# TASK DESCRIPTION
Look through the records and copy each line that has "warn" in it.

# THE DATA
impl PhysicsWorld {
    /// Create a new physics world
    pub fn new(config: PhysicsConfig) -> Self {
        let gravity = rapier::Vector::new(config.gravity[0], config.gravity[1], config.gravity[2]);

        let mut integration_params = rapier::IntegrationParameters::default();
        integration_params.dt = config.timestep;
        integration_params.num_solver_iterations =
            NonZeroUsize::new(config.solver_iterations).unwrap_or(NonZeroUsize::MIN);

        let default_material =
            PhysicsMaterial::new(config.default_friction, config.default_restitution);

        log::info!(
            "Physics world created (gravity {:?}, timestep {:.4}s)",
            config.gravity,
            config.timestep
        );

        Self {
            config,
            pipeline: rapier::PhysicsPipeline::new(),
            gravity,
            integration_params,
            islands: rapier::IslandManager::new(),
            broad_phase: rapier::DefaultBroadPhase::new(),
            narrow_phase: rapier::NarrowPhase::new(),
            impulse_joints: rapier::ImpulseJointSet::new(),
            multibody_joints: rapier::MultibodyJointSet::new(),
            ccd_solver: rapier::CCDSolver::new(),
            bodies: rapier::RigidBodySet::new(),
            colliders: rapier::ColliderSet::new(),
            default_material,
            events: Vec::new(),
            accumulated_time: 0.0,
        }
    }

    /// Get the physics configuration
    pub fn config(&self) -> &PhysicsConfig {
        &self.config
    }

    /// Get gravity
    pub fn gravity(&self) -> Vec3 {
        Vec3::new(self.gravity.x, self.gravity.y, self.gravity.z)
    }

    // ==================== Rigid Bodies ====================

    /// Create a rigid body owned by `tag`
    pub fn create_body(&mut self, desc: RigidBodyDesc, tag: EntityRef) -> RigidBodyHandle {
        let desc = RigidBodyDesc {
            ccd_enabled: desc.ccd_enabled && self.config.ccd_enabled,
            ..desc
        };
        let handle = self.bodies.insert(desc.to_rapier_builder(tag.to_bits()));
        log::trace!("Created {:?} body for {}", desc.mode, tag);
        RigidBodyHandle(handle)
    }

    /// Remove a rigid body and every collider attached to it.
    /// Returns false if the body was already gone.
    pub fn remove_body(&mut self, handle: RigidBodyHandle) -> bool {
        let removed = self.bodies.remove(
            handle.0,
            &mut self.islands,
            &mut self.colliders,
            &mut self.impulse_joints,
            &mut self.multibody_joints,
            true, // Remove attached colliders
        );
        if removed.is_none() {
            log::warn!("Tried to remove missing body {:?}", handle);
        }
        removed.is_some()
    }

    /// Resolve a body back to its owner
    pub fn tag_of(&self, handle: RigidBodyHandle) -> Option<EntityRef> {
        self.bodies
            .get(handle.0)
            .and_then(|b| EntityRef::from_bits(b.user_data))
    }

    /// Enumerate live bodies with their owners
    pub fn bodies(&self) -> impl Iterator<Item = (RigidBodyHandle, Option<EntityRef>)> + '_ {
        self.bodies
            .iter()
            .map(|(h, b)| (RigidBodyHandle(h), EntityRef::from_bits(b.user_data)))
    }

    /// Get rigid body position
    pub fn body_position(&self, handle: RigidBodyHandle) -> Result<Vec3> {
        self.bodies
            .get(handle.0)
            .map(|b| {
                let pos = b.translation();
                Vec3::new(pos.x, pos.y, pos.z)
            })
            .ok_or(PhysicsError::BodyNotFound(handle))
    }

    /// Get rigid body rotation
    pub fn body_rotation(&self, handle: RigidBodyHandle) -> Result<Quat> {
        self.bodies
            .get(handle.0)
            .map(|b| {
                let rot = b.rotation();
                Quat::from_xyzw(rot.i, rot.j, rot.k, rot.w)
            })
            .ok_or(PhysicsError::BodyNotFound(handle))
    }

    /// Set rigid body position, keeping velocity and rotation
    pub fn set_body_position(&mut self, handle: RigidBodyHandle, position: Vec3) -> Result<()> {
        self.bodies
            .get_mut(handle.0)
            .map(|b| {
                b.set_translation(to_vector(position), true);
            })
            .ok_or(PhysicsError::BodyNotFound(handle))
    }

    /// Set rigid body rotation
    pub fn set_body_rotation(&mut self, handle: RigidBodyHandle, rotation: Quat) -> Result<()> {
        self.bodies
            .get_mut(handle.0)
            .map(|b| {
                b.set_rotation(to_rotation(rotation), true);
            })
            .ok_or(PhysicsError::BodyNotFound(handle))
    }

    /// Place a body at an exact pose this frame.
    /// Kinematic bodies also get the pose as their step target, so the
    /// solver won't drag them back toward a stale one.
    pub fn set_body_pose(
        &mut self,
        handle: RigidBodyHandle,
        position: Vec3,
        rotation: Quat,
    ) -> Result<()> {
        self.bodies
            .get_mut(handle.0)
            .map(|b| {
                let iso = rapier::Isometry::from_parts(
                    rapier::Translation::new(position.x, position.y, position.z),
                    to_rotation(rotation),
                );
                b.set_position(iso, true);
                if b.is_kinematic() {
                    b.set_next_kinematic_position(iso);
                }
            })
            .ok_or(PhysicsError::BodyNotFound(handle))
    }

    /// Move a body to `position` and stop it dead
    pub fn teleport(&mut self, handle: RigidBodyHandle, position: Vec3) -> Result<()> {
        self.bodies
            .get_mut(handle.0)
            .map(|b| {
                b.set_translation(to_vector(position), true);
                b.set_linvel(rapier::Vector::zeros(), true);
                b.set_angvel(rapier::Vector::zeros(), true);
            })
            .ok_or(PhysicsError::BodyNotFound(handle))
    }

    /// Get rigid body linear velocity
    pub fn linear_velocity(&self, handle: RigidBodyHandle) -> Result<Vec3> {
        self.bodies
            .get(handle.0)
            .map(|b| {
                let vel = b.linvel();
                Vec3::new(vel.x, vel.y, vel.z)
            })
            .ok_or(PhysicsError::BodyNotFound(handle))
    }

    /// Set rigid body linear velocity
    pub fn set_linear_velocity(&mut self, handle: RigidBodyHandle, velocity: Vec3) -> Result<()> {
        self.bodies
            .get_mut(handle.0)
            .map(|b| {
                b.set_linvel(to_vector(velocity), true);
            })
            .ok_or(PhysicsError::BodyNotFound(handle))
    }

    /// Get rigid body angular velocity
    pub fn angular_velocity(&self, handle: RigidBodyHandle) -> Result<Vec3> {
        self.bodies
            .get(handle.0)
            .map(|b| {
                let vel = b.angvel();
                Vec3::new(vel.x, vel.y, vel.z)
            })
            .ok_or(PhysicsError::BodyNotFound(handle))
    }

    /// Set rigid body angular velocity
    pub fn set_angular_velocity(&mut self, handle: RigidBodyHandle, velocity: Vec3) -> Result<()> {
        self.bodies
            .get_mut(handle.0)
            .map(|b| {
                b.set_angvel(to_vector(velocity), true);
            })
            .ok_or(PhysicsError::BodyNotFound(handle))
    }

    /// Current simulation mode of a body
    pub fn body_mode(&self, handle: RigidBodyHandle) -> Result<BodyMode> {
        self.bodies
            .get(handle.0)
            .map(|b| BodyMode::from(b.body_type()))
            .ok_or(PhysicsError::BodyNotFound(handle))
    }

    /// Switch a body between simulation modes.
    /// Entering `Kinematic` zeroes the body's velocity.
    pub fn set_body_mode(&mut self, handle: RigidBodyHandle, mode: BodyMode) -> Result<()> {
        let body = self
            .bodies
            .get_mut(handle.0)
            .ok_or(PhysicsError::BodyNotFound(handle))?;

        // Rapier ignores velocity writes on position-based kinematic bodies,
        // so stop the body while it is still dynamic
        if mode == BodyMode::Kinematic {
            body.set_linvel(rapier::Vector::zeros(), true);
            body.set_angvel(rapier::Vector::zeros(), true);
        }
        body.set_body_type(mode.into(), true);
        Ok(())
    }

    // ==================== Colliders ====================

    /// Create a collider attached to a rigid body; it inherits the body's tag
    pub fn create_collider(
        &mut self,
        desc: ColliderDesc,
        parent: RigidBodyHandle,
    ) -> Result<ColliderHandle> {
        let user_data = self
            .bodies
            .get(parent.0)
            .map(|b| b.user_data)
            .ok_or(PhysicsError::BodyNotFound(parent))?;

        let builder = desc.to_rapier_builder(user_data, &self.default_material);
        let handle = self
            .colliders
            .insert_with_parent(builder, parent.0, &mut self.bodies);
        Ok(ColliderHandle(handle))
    }

    /// Turn contact response on or off for every collider of a body
    pub fn set_body_sensor(&mut self, handle: RigidBodyHandle, is_sensor: bool) -> Result<()> {
        let body = self
            .bodies
            .get(handle.0)
            .ok_or(PhysicsError::BodyNotFound(handle))?;

        for collider in body.colliders() {
            if let Some(c) = self.colliders.get_mut(*collider) {
                c.set_sensor(is_sensor);
            }
        }
        Ok(())
    }

    /// Check whether a collider is a sensor
    pub fn is_sensor(&self, handle: ColliderHandle) -> Result<bool> {
        self.colliders
            .get(handle.0)
            .map(|c| c.is_sensor())
            .ok_or(PhysicsError::ColliderNotFound(handle))
    }

    // ==================== Contacts ====================

    /// Normals of every active contact touching `handle`, each oriented to
    /// point into that body from the body it touches
    pub fn contact_normals(&self, handle: RigidBodyHandle) -> Vec<ContactNormal> {
        let Some(body) = self.bodies.get(handle.0) else {
            return Vec::new();
        };

        let mut normals = Vec::new();
        for &own in body.colliders() {
            for pair in self.narrow_phase.contact_pairs_with(own) {
                if !pair.has_any_active_contact {
                    continue;
                }

                // Rapier's normal points from collider1 toward collider2
                let (other, sign) = if pair.collider1 == own {
                    (pair.collider2, -1.0)
                } else {
                    (pair.collider1, 1.0)
                };
                let Some(other_body) = self.colliders.get(other).and_then(|c| c.parent()) else {
                    continue;
                };
                if other_body == handle.0 {
                    continue;
                }
                let other_tag = self
                    .bodies
                    .get(other_body)
                    .and_then(|b| EntityRef::from_bits(b.user_data));

                for manifold in &pair.manifolds {
                    if manifold.points.is_empty() {
                        continue;
                    }
                    let n = manifold.data.normal * sign;
                    let normal = Vec3::new(n.x, n.y, n.z);
                    if normal.length_squared() < 1.0e-6 {
                        continue;
                    }
                    normals.push(ContactNormal {
                        normal: normal.normalize(),
                        other: RigidBodyHandle(other_body),
                        other_tag,
                    });
                }
            }
        }
        normals
    }

    // ==================== Simulation ====================

    /// Advance the simulation by `delta_time` seconds using fixed substeps.
    /// Leftover time carries over to the next call. Returns the number of
    /// substeps taken.
    pub fn step(&mut self, delta_time: f32) -> Result<u32> {
        if !delta_time.is_finite() || delta_time < 0.0 {
            return Err(PhysicsError::InvalidTimestep(delta_time));
        }

        self.events.clear();
        self.accumulated_time += delta_time;

        let mut steps = 0;
        while self.accumulated_time >= self.config.timestep && steps < self.config.max_substeps {
            self.step_internal();
            self.accumulated_time -= self.config.timestep;
            steps += 1;
        }

        // Drop the backlog rather than spiral when a frame runs long
        if steps == self.config.max_substeps && self.accumulated_time >= self.config.timestep {
            log::warn!(
                "Physics fell behind by {:.3}s, dropping backlog",
                self.accumulated_time
            );
            self.accumulated_time = 0.0;
        }

        log::trace!("Physics step {:.4}s -> {} substeps", delta_time, steps);
        Ok(steps)
    }

    /// Internal fixed timestep
    fn step_internal(&mut self) {
        let (collision_send, collision_recv) = crossbeam_channel::unbounded();
        let event_handler = ChannelEventCollector {
            collision_events: collision_send,
        };

        self.pipeline.step(
            &self.gravity,
            &self.integration_params,
            &mut self.islands,
            &mut self.broad_phase,
            &mut self.narrow_phase,
            &mut self.bodies,
            &mut self.colliders,
            &mut self.impulse_joints,
            &mut self.multibody_joints,
            &mut self.ccd_solver,
            None,
            &(),
            &event_handler,
        );

        while let Ok(event) = collision_recv.try_recv() {
            let (h1, h2, event_type) = match event {
                rapier::CollisionEvent::Started(h1, h2, _) => (h1, h2, CollisionEventType::Started),
                rapier::CollisionEvent::Stopped(h1, h2, _) => (h1, h2, CollisionEventType::Stopped),
            };

            let c1 = self.colliders.get(h1);
            let c2 = self.colliders.get(h2);

            let is_sensor = c1.map(|c| c.is_sensor()).unwrap_or(false)
                || c2.map(|c| c.is_sensor()).unwrap_or(false);

            self.events.push(CollisionEvent {
                collider1: ColliderHandle(h1),
                collider2: ColliderHandle(h2),
                event_type,
                is_sensor,
                tag1: c1.and_then(|c| EntityRef::from_bits(c.user_data)),
                tag2: c2.and_then(|c| EntityRef::from_bits(c.user_data)),
            });
        }
    }

    // ==================== Events ====================

    /// Get collision start events
    pub fn collision_started(&self) -> impl Iterator<Item = &CollisionEvent> {
        self.events.iter().filter(|e| e.is_started())
    }

    // ==================== Debug ====================

    /// Get number of rigid bodies
    pub fn body_count(&self) -> usize {
        self.bodies.len()
    }

    /// Get number of colliders
    pub fn collider_count(&self) -> usize {
        self.colliders.len()
    }
}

# ANSWER SECTION
            log::warn!("Tried to remove missing body {:?}", handle);
            log::warn!(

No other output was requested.